Vale memiliki 24 miliar reais dalam bentuk tunai dan setara yang tersedia pada akhir September.

Analis pertambangan di Jefferies mengatakan bencana "bisa menjadi kenaikan harga saham Vale selama periode yang berkepanjangan" dalam sebuah catatan yang mengurangi target harga lebih dari 20 persen dan menurunkan peringkat saham Vale. Beli untuk Tetap.

"Dampak umum dari kegagalan bendungan hampir tidak mungkin untuk dihitung untuk saat ini," tulis analis yang dipimpin oleh Christopher LaFemina. "Inspeksi keselamatan yang ketat juga dapat memengaruhi produksi tambang lain di Brasil."

Memperkirakan biaya bencana pada skala ini adalah tantangan bagi para analis, yang masih di sela-sela menetapkan harga akhir pada runtuhnya bendungan 2015 yang melibatkan Samarco Mineracao SA, sebuah perusahaan patungan antara Vale dan BHP Group .

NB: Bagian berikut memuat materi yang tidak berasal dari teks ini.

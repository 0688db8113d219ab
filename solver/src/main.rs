use std::path::PathBuf;
use std::time::Duration;

use anyhow::{anyhow, bail, Context};
use clap::{Parser, Subcommand};
use letterboxed::{rank_solutions, read_word_list, BoxConfiguration, CoverageTarget, FingerprintMode, Limits, SolverBuilder, SpellingBee, Strategy, WordOrder};
use rand::rngs::StdRng;
use rand::SeedableRng;
use tracing_subscriber::EnvFilter;

#[derive(Parser, Debug)]
#[command(version, about = "Solve Letter Boxed and Spelling Bee puzzles")]
struct Cli {
    #[command(subcommand)]
    command: Command,
}

#[derive(Subcommand, Debug)]
enum Command {
    /// Find word chains using every letter of a box
    LetterBoxed {
        /// Box letters, edge by edge, e.g. TIAUWLDBYRMO
        #[arg(long)]
        letters: String,
        /// Word list, one word per line
        #[arg(long)]
        words: PathBuf,
        #[arg(long, default_value_t = 3)]
        max_chain: usize,
        #[arg(long, default_value_t = Strategy::BreadthFirst)]
        strategy: Strategy,
        /// Letters per edge
        #[arg(long, default_value_t = 3)]
        edge_len: usize,
        /// Shuffle the word list with this seed before searching
        #[arg(long)]
        seed: Option<u64>,
        #[arg(long, default_value_t = FingerprintMode::WordSet)]
        fingerprint: FingerprintMode,
        #[arg(long, default_value_t = CoverageTarget::ValidWords)]
        coverage: CoverageTarget,
        /// Print at most this many solutions
        #[arg(long, default_value_t = 20)]
        limit: usize,
        /// Stop the session after this many seconds
        #[arg(long)]
        session_secs: Option<u64>,
        /// Print the report as JSON
        #[arg(long)]
        json: bool,
        /// Print the word graph in Graphviz DOT instead of solving
        #[arg(long)]
        dot: bool,
    },
    /// Score the words of a Spelling Bee; the first letter is the center letter
    SpellingBee {
        #[arg(long)]
        letters: String,
        #[arg(long)]
        words: PathBuf,
    },
    /// Generate random boxes until one has a solution
    Random {
        #[arg(long)]
        words: PathBuf,
        #[arg(long, default_value_t = 100)]
        max_iters: usize,
        #[arg(long, default_value_t = 2)]
        max_chain: usize,
        #[arg(long)]
        seed: Option<u64>,
    },
}

fn main() -> anyhow::Result<()> {
    tracing_subscriber::fmt()
        .with_env_filter(EnvFilter::try_from_default_env().unwrap_or_else(|_| EnvFilter::new("warn")))
        .with_writer(std::io::stderr)
        .init();

    match Cli::parse().command {
        Command::LetterBoxed { letters, words, max_chain, strategy, edge_len, seed, fingerprint, coverage, limit, session_secs, json, dot } => {
            if edge_len == 0 {
                bail!("edges need at least one letter");
            }

            let vocabulary = read_word_list(&words).with_context(|| format!("reading {}", words.display()))?;
            let mut limits = Limits::default();
            if let Some(secs) = session_secs {
                limits.session_time_limit = Duration::from_secs(secs);
            }

            let solver = SolverBuilder::new(BoxConfiguration::from_letters(&letters, edge_len))
                .add_words(vocabulary)
                .max_chain_length(max_chain)
                .fingerprint(fingerprint)
                .coverage(coverage)
                .order(seed.map_or(WordOrder::Vocabulary, |seed| WordOrder::Shuffled { seed }))
                .limits(limits)
                .build()
                .map_err(|reasons| anyhow!("invalid box {letters}: {reasons:?}"))?;

            if dot {
                println!("{}", solver.graph().to_dot());
                return Ok(());
            }

            let report = solver.solve_with(strategy, &mut letterboxed::TracingObserver)?;
            if json {
                println!("{}", serde_json::to_string_pretty(&report)?);
                return Ok(());
            }

            let found = report.solutions.len();
            for chain in rank_solutions(report.solutions).into_iter().take(limit) {
                println!("{chain}");
            }
            println!("{found} solutions, {} iterations, {:.2?}", report.diagnostics.iterations, report.diagnostics.elapsed);
            if report.diagnostics.truncated() {
                println!("search was cut short by a resource ceiling; results may be incomplete");
            }
        }
        Command::SpellingBee { letters, words } => {
            let bee = SpellingBee::new(&letters).ok_or_else(|| anyhow!("no letters given"))?;
            let vocabulary = read_word_list(&words).with_context(|| format!("reading {}", words.display()))?;
            for (word, score) in bee.solve(&vocabulary) {
                let marker = if bee.is_pangram(&word) { " *" } else { "" };
                println!("{score:>3} {word}{marker}");
            }
        }
        Command::Random { words, max_iters, max_chain, seed } => {
            let vocabulary = read_word_list(&words).with_context(|| format!("reading {}", words.display()))?;
            let mut rng = seed.map_or_else(StdRng::from_entropy, StdRng::seed_from_u64);

            for attempt in 1..=max_iters {
                let config = BoxConfiguration::random(&mut rng);
                let solver = SolverBuilder::new(config.clone())
                    .add_words(&vocabulary)
                    .max_chain_length(max_chain)
                    .coverage(CoverageTarget::BoxLetters)
                    .build()
                    .map_err(|reasons| anyhow!("invalid box {config}: {reasons:?}"))?;

                let report = solver.solve_with(Strategy::BreadthFirst, &mut letterboxed::NullObserver)?;
                if let Some(best) = rank_solutions(report.solutions).into_iter().next() {
                    println!("{config} (attempt {attempt}): {best}");
                    return Ok(());
                }
                tracing::debug!(attempt, %config, "no solution");
            }

            bail!("no solvable box in {max_iters} attempts");
        }
    }

    Ok(())
}
use std::fmt::{Debug, Formatter};

use itertools::Itertools;

/// Index of a letter within an [`Alphabet`].
pub type LetterIndex = usize;

/// The most distinct letters an [`Alphabet`] can index, bounded by the width of [`LetterSet`].
pub const MAX_LETTERS: usize = u64::BITS as usize;

/// A set of letters drawn from one [`Alphabet`], stored as a bitmask over letter indices.
///
/// Equality is set equality, so two sets built from the same letters in a different order compare equal.
#[derive(Copy, Clone, Default, Eq, PartialEq, Hash, Ord, PartialOrd)]
pub struct LetterSet(u64);

impl LetterSet {
    /// The empty set.
    pub const EMPTY: Self = Self(0);

    #[inline]
    pub(crate) fn with(self, index: LetterIndex) -> Self {
        Self(self.0 | (1 << index))
    }

    /// Whether the letter with the given index is present.
    #[inline]
    pub fn contains(self, index: LetterIndex) -> bool {
        index < MAX_LETTERS && self.0 & (1 << index) != 0
    }

    /// Set union.
    #[inline]
    pub fn union(self, other: Self) -> Self {
        Self(self.0 | other.0)
    }

    /// Letters in `self` that are not in `other`.
    #[inline]
    pub fn difference(self, other: Self) -> Self {
        Self(self.0 & !other.0)
    }

    /// Whether `self` contains every letter of `other`.
    #[inline]
    pub fn is_superset(self, other: Self) -> bool {
        other.difference(self).is_empty()
    }

    /// Whether the set has no letters.
    #[inline]
    pub fn is_empty(self) -> bool {
        self.0 == 0
    }

    /// Number of letters in the set.
    #[inline]
    pub fn len(self) -> usize {
        self.0.count_ones() as usize
    }

    /// Indices of the letters in this set, ascending.
    pub fn indices(self) -> impl Iterator<Item=LetterIndex> {
        (0..MAX_LETTERS).filter(move |index| self.contains(*index))
    }
}

impl Debug for LetterSet {
    fn fmt(&self, f: &mut Formatter<'_>) -> std::fmt::Result {
        write!(f, "LetterSet({:#b})", self.0)
    }
}

/// The ordered, distinct letters of a puzzle, each assigned a [`LetterIndex`] by first appearance.
#[derive(Clone, Debug, Default, Eq, PartialEq)]
pub struct Alphabet {
    letters: Vec<char>,
}

impl Alphabet {
    /// Collect the distinct letters of `letters` in first-appearance order.
    ///
    /// Returns `None` if there are more than [`MAX_LETTERS`] distinct letters.
    pub fn new(letters: impl IntoIterator<Item=char>) -> Option<Self> {
        let letters = letters.into_iter().unique().collect_vec();
        if letters.len() > MAX_LETTERS {
            return None;
        }

        Some(Self { letters })
    }

    /// The index of `letter`, if it is part of this alphabet.
    #[inline]
    pub fn index_of(&self, letter: char) -> Option<LetterIndex> {
        self.letters.iter().position(|l| *l == letter)
    }

    /// The letter at `index`, if any.
    #[inline]
    pub fn letter_at(&self, index: LetterIndex) -> Option<char> {
        self.letters.get(index).copied()
    }

    /// Number of distinct letters.
    pub fn len(&self) -> usize {
        self.letters.len()
    }

    /// Whether the alphabet has no letters.
    pub fn is_empty(&self) -> bool {
        self.letters.is_empty()
    }

    /// Every letter of this alphabet as a [`LetterSet`].
    pub fn full_set(&self) -> LetterSet {
        (0..self.letters.len()).fold(LetterSet::EMPTY, LetterSet::with)
    }

    /// The set of letters in `word`, or `None` if `word` uses a letter outside this alphabet.
    pub fn set_of(&self, word: &str) -> Option<LetterSet> {
        word.chars().try_fold(LetterSet::EMPTY, |set, letter| Some(set.with(self.index_of(letter)?)))
    }

    /// Resolve the letters of `set` back to characters, in alphabet order.
    pub fn letters_of(&self, set: LetterSet) -> Vec<char> {
        set.indices()
            .filter_map(|index| self.letter_at(index))
            .collect_vec()
    }
}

Sebagai bagian dari kesepakatan untuk menyelesaikan gugatan, Vale dan BHP berkomitmen untuk membelanjakan 20 miliar reais di sebuah yayasan yang didirikan di Mariana untuk membantu para korban dan memulihkan ekosistem lokal. Yayasan Renova menghabiskan 2 miliar reais pada 2018 dan mengharapkan untuk membelanjakan 11,3 miliar reais hingga 2030, kata perusahaan itu dalam sebuah pernyataan.

Seorang jaksa federal mengatakan kepada Reuters dalam wawancara pada hari Sabtu bahwa bencana Jumat dapat mengganggu pembicaraan untuk menyelesaikan permintaan Samarco yang jauh lebih besar untuk 155 miliar reais.

Risiko hukum yang diperbarui juga cenderung menunda pembicaraan dengan para kreditor Samarco yang didasarkan pada harapan bahwa mereka dapat membuka kembali operasi segera dan mulai melunasi hutang. Satu orang yang terlibat dalam pembicaraan mengatakan mereka sekarang bisa diskors.

EKSPANSI DI RAGU

Tidak jelas apakah Schvartsman akan dapat menuangkan sumber daya baru ke dalam operasi ekspansi seperti yang direncanakan.

Vale mempresentasikan rencana pada bulan Desember untuk menyuntikkan US $ 500 juta ke tambang nikelnya di Kaledonia Baru setelah tidak menjualnya atau menemukan mitra, dengan harapan mengatasi penurunan harga dan akhirnya mendapatkan peningkatan penjualan kendaraan listrik.

Penambang juga telah mencari akuisisi skala menengah di bisnis bijih besi utamanya, setelah memutuskan untuk tidak melanjutkan bisnis yang paling sukses dengan peningkatan arus kas yang disebabkan oleh kenaikan harga bijih besi tahun lalu.

Pada bulan Desember, Vale mengumumkan akuisisi penambang bijih besi Ferrous Resources Ltd dari pemegang saham pengendali Icahn Enterprises senilai US $ 550 juta. Perjanjian ini diharapkan akan ditutup tahun ini.

Be the first to comment

Leave a Reply

Your email address will not be published.